I agree: for my argument to have any chance of saying something 
meaningful, the cost of sampling S is must negligible compared to hashing. 
 Such cheap entropy sources are not necessarily realistic, so the argument 
is very limited in its applicability.  (Your first example, not copied 
here, illustrates the point nicely.)

> 
> Here's another example.  Suppose H(x) = 0^256 || SHA256(x).  Then H
> is collision-resistant, but it's output is useless for generating keys,
> since these keys will not be pseudrorandom.

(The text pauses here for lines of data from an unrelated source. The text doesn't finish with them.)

//! The seam between feed consumers and feed implementations.

use std::future::Future;

use crate::cache::CachedBartClient;
use crate::domain::{Direction, StationCode};

use super::client::BartClient;
use super::error::BartError;
use super::mock::MockBartClient;
use super::normalize::{EtdBoard, TripCandidate};

/// Anything that can answer the two feed queries.
///
/// The scheduler and the HTTP handlers depend on this rather than on the
/// concrete client, so tests can script responses.
pub trait FeedSource: Send + Sync + 'static {
    /// Normalized real-time board for a station and direction.
    fn departures(
        &self,
        station: StationCode,
        direction: Direction,
    ) -> impl Future<Output = Result<EtdBoard, BartError>> + Send;

    /// Like [`departures`](Self::departures), but never served from a
    /// cache. Countdowns in the result are relative to the moment of the
    /// call.
    fn fresh_departures(
        &self,
        station: StationCode,
        direction: Direction,
    ) -> impl Future<Output = Result<EtdBoard, BartError>> + Send {
        self.departures(station, direction)
    }

    /// Normalized trip candidates for an origin/destination pair.
    fn trips(
        &self,
        origin: StationCode,
        destination: StationCode,
    ) -> impl Future<Output = Result<Vec<TripCandidate>, BartError>> + Send;
}

impl FeedSource for BartClient {
    async fn departures(
        &self,
        station: StationCode,
        direction: Direction,
    ) -> Result<EtdBoard, BartError> {
        self.get_departures(&station, direction).await
    }

    async fn trips(
        &self,
        origin: StationCode,
        destination: StationCode,
    ) -> Result<Vec<TripCandidate>, BartError> {
        self.get_trips(&origin, &destination).await
    }
}

/// The feed the running server uses: live (behind the cache) or fixtures.
pub enum Feed {
    Live(CachedBartClient),
    Mock(MockBartClient),
}

impl FeedSource for Feed {
    async fn departures(
        &self,
        station: StationCode,
        direction: Direction,
    ) -> Result<EtdBoard, BartError> {
        match self {
            Feed::Live(client) => client.departures(station, direction).await,
            Feed::Mock(client) => client.departures(station, direction).await,
        }
    }

    async fn fresh_departures(
        &self,
        station: StationCode,
        direction: Direction,
    ) -> Result<EtdBoard, BartError> {
        match self {
            Feed::Live(client) => client.fresh_departures(station, direction).await,
            Feed::Mock(client) => client.fresh_departures(station, direction).await,
        }
    }

    async fn trips(
        &self,
        origin: StationCode,
        destination: StationCode,
    ) -> Result<Vec<TripCandidate>, BartError> {
        match self {
            Feed::Live(client) => client.trips(origin, destination).await,
            Feed::Mock(client) => client.trips(origin, destination).await,
        }
    }
}
//! Departure extraction from a normalized real-time board.

use tracing::debug;

use crate::bart::EtdBoard;
use crate::domain::{DepartureEstimate, Minutes};

/// Flatten a board's per-terminal groups into one list of estimates.
///
/// Upstream order is kept: groups in feed order, estimates within each
/// group in feed order. Nothing is re-sorted. Estimates whose minutes
/// are neither `Leaving` nor a whole number are dropped.
pub fn extract_departures(board: &EtdBoard) -> Vec<DepartureEstimate> {
    board
        .groups
        .iter()
        .flat_map(|group| {
            group.estimates.iter().filter_map(move |est| {
                let Some(minutes) = Minutes::parse(&est.minutes) else {
                    debug!(raw = %est.minutes, destination = %group.destination, "dropping estimate with unreadable minutes");
                    return None;
                };

                Some(DepartureEstimate {
                    minutes,
                    destination: group.destination.clone(),
                    abbreviation: group.abbreviation.clone(),
                    platform: est.platform.clone(),
                    line_color: est.hexcolor.clone(),
                })
            })
        })
        .collect()
}
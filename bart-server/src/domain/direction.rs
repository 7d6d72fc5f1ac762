//! Travel direction on the real-time feed.

use std::fmt;

use serde::{Serialize, Serializer};

/// Error returned when a direction is neither `s` nor `n`.
#[derive(Debug, Clone, PartialEq, Eq, thiserror::Error)]
#[error("invalid direction {input:?}: use 's' or 'n'")]
pub struct InvalidDirection {
    input: String,
}

/// Platform direction accepted by the ETD feed.
///
/// # Examples
///
/// ```
/// use bart_server::domain::Direction;
///
/// assert_eq!(Direction::parse("s").unwrap(), Direction::South);
/// assert_eq!(Direction::parse("N").unwrap(), Direction::North);
/// assert!(Direction::parse("south").is_err());
/// ```
#[derive(Debug, Clone, Copy, PartialEq, Eq, Hash)]
pub enum Direction {
    South,
    North,
}

impl Direction {
    /// Parse the single-letter query form. Case is ignored; anything
    /// other than one of the two letters is rejected.
    pub fn parse(s: &str) -> Result<Self, InvalidDirection> {
        match s.to_ascii_lowercase().as_str() {
            "s" => Ok(Direction::South),
            "n" => Ok(Direction::North),
            _ => Err(InvalidDirection {
                input: s.to_string(),
            }),
        }
    }

    /// The letter the upstream API expects.
    pub fn as_query(&self) -> &'static str {
        match self {
            Direction::South => "s",
            Direction::North => "n",
        }
    }

    pub fn label(&self) -> &'static str {
        match self {
            Direction::South => "South",
            Direction::North => "North",
        }
    }
}

impl fmt::Display for Direction {
    fn fmt(&self, f: &mut fmt::Formatter<'_>) -> fmt::Result {
        f.write_str(self.as_query())
    }
}

impl Serialize for Direction {
    fn serialize<S: Serializer>(&self, serializer: S) -> Result<S::Ok, S::Error> {
        serializer.serialize_str(self.as_query())
    }
}
//! Periodic refresh of the board for the current selection.

mod config;
mod scheduler;
mod state;


pub use config::PollConfig;
pub use scheduler::{PollerHandle, spawn_poller};
pub use state::{
    BoardSnapshot, CycleReport, CycleToken, DepartureFeed, FeedFailure, FeedKind, Outcome, Phase,
    PollState, SameStation, Selection, StaleCycle,
};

This H has only 128 bits of collision resistance for an output length of 
512 bits. Recall that my argument was to show that non-pseudorandomness 
implies collision resistance less than half the output length.  This 
example has collision resistance at most one quarter of its output length. 
 In fact, if you plug in the lg(1-d) formula, everyone is as predicted.

* * * 

Aside, if H fails to be collision-resistant (for its length), isn't there 
an argument that it isn't pseudorandom?  I suppose that depends very much 
on the definition of PRF, of course.  But let's say collision-resistance 
fails severely in that hashes of random messages collide signficant sooner 
than random strings.  Then a collision  distinguishes the H output from 
random.    This may need a huge amount of H output, and does not at all 
cover the possibility of custom designed collisions.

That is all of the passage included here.